* Problem to work on: From the line containing "it doesn't exist)." down to the last line of the records below, give every line again without any change.

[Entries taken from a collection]
§
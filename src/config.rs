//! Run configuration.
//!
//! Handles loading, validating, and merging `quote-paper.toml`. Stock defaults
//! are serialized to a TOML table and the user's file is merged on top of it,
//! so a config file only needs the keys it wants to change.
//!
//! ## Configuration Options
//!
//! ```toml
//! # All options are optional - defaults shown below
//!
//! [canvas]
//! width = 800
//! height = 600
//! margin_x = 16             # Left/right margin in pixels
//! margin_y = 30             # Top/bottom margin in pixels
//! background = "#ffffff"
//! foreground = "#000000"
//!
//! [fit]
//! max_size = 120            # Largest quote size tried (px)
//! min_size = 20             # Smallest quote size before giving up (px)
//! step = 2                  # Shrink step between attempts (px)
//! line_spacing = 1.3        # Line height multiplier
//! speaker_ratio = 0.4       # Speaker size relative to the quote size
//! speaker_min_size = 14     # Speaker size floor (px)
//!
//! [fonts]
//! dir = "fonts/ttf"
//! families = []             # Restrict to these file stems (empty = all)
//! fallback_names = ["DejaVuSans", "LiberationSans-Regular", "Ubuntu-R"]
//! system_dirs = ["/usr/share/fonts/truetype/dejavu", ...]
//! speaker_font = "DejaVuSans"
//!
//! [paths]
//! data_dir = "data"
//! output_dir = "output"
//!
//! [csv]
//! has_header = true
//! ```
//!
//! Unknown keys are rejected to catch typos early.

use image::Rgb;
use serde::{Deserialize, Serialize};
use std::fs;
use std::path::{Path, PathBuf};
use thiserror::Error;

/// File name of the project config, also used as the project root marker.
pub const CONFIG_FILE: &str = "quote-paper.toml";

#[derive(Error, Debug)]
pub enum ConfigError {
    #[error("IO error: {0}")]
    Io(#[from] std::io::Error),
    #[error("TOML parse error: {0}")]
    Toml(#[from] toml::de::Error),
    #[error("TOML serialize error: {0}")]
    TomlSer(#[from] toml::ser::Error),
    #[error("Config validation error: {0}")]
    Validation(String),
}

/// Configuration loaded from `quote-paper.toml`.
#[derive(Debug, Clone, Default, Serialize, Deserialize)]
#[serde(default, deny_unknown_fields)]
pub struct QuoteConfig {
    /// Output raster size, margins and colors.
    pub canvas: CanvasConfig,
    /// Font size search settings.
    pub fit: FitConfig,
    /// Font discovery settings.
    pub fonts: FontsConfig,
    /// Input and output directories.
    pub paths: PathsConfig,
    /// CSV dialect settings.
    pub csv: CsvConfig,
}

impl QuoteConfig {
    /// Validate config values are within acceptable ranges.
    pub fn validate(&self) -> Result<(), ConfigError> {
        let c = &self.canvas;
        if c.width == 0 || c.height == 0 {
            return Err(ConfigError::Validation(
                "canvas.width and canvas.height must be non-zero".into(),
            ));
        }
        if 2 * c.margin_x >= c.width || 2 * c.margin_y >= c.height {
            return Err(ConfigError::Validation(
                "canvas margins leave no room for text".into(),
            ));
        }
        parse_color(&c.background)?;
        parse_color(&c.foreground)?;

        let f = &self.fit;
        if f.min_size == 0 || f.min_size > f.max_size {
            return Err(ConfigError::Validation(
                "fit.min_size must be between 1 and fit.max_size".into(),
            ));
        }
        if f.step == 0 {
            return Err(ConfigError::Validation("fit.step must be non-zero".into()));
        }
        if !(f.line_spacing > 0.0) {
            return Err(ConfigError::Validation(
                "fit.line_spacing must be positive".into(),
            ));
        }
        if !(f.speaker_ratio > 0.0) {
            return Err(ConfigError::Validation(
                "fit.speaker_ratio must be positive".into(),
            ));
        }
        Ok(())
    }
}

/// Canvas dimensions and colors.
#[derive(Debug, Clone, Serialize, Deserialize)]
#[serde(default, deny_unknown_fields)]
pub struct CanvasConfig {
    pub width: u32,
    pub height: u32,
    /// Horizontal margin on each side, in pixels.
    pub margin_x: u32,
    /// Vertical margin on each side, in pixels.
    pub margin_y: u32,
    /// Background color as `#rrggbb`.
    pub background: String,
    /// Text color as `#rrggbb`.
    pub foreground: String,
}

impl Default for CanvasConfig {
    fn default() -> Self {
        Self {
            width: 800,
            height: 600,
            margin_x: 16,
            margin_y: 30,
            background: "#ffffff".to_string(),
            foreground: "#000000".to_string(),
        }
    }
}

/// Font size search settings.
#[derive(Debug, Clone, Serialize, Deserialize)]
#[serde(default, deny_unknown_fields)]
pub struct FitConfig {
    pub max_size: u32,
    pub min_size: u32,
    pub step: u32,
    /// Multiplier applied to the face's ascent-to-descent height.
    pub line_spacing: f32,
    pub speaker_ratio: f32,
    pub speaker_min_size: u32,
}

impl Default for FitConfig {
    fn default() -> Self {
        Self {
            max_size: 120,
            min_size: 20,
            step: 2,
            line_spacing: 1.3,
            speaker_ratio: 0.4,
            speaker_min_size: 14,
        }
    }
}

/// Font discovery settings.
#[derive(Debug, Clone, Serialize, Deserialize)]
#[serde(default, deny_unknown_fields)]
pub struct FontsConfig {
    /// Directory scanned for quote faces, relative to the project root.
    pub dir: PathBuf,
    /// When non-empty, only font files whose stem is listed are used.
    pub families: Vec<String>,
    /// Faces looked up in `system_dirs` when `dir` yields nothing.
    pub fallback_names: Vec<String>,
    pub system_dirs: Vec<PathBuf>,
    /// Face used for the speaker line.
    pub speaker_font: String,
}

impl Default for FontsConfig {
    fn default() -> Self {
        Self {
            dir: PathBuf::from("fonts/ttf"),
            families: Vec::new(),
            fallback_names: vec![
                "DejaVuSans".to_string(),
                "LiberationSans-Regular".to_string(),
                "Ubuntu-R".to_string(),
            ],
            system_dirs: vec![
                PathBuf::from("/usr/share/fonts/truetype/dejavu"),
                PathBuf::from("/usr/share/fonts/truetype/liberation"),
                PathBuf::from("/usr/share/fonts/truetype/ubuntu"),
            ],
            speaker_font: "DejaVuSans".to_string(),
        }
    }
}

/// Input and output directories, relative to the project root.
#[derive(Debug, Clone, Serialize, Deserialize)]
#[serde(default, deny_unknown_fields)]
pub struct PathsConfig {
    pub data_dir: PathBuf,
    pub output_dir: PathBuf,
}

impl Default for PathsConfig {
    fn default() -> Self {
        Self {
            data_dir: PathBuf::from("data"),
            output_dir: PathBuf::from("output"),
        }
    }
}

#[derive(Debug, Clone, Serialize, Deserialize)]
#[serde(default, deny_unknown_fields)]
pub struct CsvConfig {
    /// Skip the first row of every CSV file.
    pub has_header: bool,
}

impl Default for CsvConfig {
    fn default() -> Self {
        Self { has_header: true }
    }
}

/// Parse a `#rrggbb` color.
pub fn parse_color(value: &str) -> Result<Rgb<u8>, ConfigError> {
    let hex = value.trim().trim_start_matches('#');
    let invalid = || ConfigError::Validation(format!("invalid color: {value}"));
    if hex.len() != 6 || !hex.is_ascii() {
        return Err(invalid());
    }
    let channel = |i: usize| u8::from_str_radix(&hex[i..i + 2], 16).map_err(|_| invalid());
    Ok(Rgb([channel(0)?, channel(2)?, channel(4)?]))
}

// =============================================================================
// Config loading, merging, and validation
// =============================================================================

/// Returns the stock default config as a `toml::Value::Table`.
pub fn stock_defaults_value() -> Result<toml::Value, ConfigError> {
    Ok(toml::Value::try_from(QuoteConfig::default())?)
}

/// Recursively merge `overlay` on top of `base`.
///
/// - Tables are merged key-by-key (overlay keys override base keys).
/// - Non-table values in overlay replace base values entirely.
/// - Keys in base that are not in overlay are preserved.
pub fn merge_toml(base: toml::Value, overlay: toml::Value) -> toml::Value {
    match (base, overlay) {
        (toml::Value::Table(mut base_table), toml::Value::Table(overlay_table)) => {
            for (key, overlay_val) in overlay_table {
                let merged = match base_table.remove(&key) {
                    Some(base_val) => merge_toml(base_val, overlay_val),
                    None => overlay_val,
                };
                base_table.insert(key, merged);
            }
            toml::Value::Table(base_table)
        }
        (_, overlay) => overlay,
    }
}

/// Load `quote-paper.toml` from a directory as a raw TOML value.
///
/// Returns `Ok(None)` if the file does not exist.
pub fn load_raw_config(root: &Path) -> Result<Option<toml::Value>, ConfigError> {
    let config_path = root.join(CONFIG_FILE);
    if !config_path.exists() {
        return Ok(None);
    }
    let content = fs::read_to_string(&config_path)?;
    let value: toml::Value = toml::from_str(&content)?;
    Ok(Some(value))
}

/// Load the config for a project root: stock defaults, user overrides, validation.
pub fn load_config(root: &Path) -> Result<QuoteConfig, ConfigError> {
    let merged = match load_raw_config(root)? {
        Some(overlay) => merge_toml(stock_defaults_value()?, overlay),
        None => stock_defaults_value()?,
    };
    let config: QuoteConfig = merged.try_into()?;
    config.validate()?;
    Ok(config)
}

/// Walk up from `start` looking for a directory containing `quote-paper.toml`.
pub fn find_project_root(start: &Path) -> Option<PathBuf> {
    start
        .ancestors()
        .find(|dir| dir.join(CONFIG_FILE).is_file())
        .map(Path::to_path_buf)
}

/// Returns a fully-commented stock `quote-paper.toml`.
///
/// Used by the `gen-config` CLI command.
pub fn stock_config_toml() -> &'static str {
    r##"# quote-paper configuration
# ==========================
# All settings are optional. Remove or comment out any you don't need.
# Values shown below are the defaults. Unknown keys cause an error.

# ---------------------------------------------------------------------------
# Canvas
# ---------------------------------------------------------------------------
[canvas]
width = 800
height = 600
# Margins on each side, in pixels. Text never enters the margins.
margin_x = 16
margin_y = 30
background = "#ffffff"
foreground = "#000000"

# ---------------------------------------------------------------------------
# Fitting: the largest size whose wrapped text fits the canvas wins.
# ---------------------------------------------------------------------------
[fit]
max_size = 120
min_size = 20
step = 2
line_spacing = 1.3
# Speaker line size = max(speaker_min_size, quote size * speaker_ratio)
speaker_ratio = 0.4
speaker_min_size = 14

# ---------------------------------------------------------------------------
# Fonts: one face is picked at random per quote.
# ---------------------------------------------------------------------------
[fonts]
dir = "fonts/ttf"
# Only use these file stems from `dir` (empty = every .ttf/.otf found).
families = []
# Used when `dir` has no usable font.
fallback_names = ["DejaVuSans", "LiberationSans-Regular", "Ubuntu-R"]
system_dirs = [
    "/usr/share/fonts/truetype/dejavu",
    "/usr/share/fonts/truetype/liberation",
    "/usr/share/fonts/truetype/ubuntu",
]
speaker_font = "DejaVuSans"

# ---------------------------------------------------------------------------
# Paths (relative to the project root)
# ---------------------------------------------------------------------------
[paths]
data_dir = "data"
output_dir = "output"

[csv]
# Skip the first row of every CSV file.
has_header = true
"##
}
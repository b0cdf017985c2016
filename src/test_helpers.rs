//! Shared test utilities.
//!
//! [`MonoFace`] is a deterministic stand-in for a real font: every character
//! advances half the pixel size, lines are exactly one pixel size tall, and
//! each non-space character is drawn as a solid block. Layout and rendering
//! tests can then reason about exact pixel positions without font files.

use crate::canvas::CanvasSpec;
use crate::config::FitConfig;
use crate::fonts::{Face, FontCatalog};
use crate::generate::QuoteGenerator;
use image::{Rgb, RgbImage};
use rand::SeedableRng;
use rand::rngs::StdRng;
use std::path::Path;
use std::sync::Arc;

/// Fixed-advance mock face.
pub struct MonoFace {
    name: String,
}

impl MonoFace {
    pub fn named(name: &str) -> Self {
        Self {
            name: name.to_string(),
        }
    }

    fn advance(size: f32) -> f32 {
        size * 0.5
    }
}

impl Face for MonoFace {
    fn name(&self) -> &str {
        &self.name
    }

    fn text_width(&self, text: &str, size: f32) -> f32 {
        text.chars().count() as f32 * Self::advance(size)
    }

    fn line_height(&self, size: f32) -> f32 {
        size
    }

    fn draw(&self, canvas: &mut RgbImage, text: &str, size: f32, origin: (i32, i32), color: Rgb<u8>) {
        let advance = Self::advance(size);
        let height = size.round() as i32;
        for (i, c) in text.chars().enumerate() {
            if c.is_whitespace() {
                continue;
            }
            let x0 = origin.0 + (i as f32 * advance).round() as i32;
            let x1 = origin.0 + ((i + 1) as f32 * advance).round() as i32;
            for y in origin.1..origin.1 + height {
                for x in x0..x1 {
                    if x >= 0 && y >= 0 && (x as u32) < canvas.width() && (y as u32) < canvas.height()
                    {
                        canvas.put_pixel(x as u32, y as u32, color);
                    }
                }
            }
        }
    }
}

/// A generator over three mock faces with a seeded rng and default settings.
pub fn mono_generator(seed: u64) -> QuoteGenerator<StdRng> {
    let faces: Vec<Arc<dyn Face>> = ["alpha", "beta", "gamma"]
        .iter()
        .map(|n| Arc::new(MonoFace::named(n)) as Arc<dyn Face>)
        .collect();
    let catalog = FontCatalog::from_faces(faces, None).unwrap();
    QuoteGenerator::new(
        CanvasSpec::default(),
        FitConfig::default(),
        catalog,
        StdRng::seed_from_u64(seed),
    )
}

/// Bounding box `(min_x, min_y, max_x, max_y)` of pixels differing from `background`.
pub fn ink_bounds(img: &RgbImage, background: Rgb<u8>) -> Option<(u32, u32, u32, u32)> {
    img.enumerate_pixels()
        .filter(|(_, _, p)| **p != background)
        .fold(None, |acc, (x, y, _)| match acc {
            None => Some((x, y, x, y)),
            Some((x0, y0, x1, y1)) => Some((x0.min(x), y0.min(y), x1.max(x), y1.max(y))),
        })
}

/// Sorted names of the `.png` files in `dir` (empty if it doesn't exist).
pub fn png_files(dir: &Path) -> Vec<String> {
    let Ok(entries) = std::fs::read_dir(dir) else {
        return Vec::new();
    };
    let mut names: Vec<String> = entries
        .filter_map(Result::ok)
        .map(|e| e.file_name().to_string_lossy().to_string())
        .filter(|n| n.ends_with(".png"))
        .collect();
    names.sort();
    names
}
§
* Answer space:
/// Sorted names of the `.png` files in `dir` (empty if it doesn't exist).
pub fn png_files(dir: &Path) -> Vec<String> {
    let Ok(entries) = std::fs::read_dir(dir) else {
        return Vec::new();
    };
    let mut names: Vec<String> = entries
        .filter_map(Result::ok)
        .map(|e| e.file_name().to_string_lossy().to_string())
        .filter(|n| n.ends_with(".png"))
        .collect();
    names.sort();
    names
}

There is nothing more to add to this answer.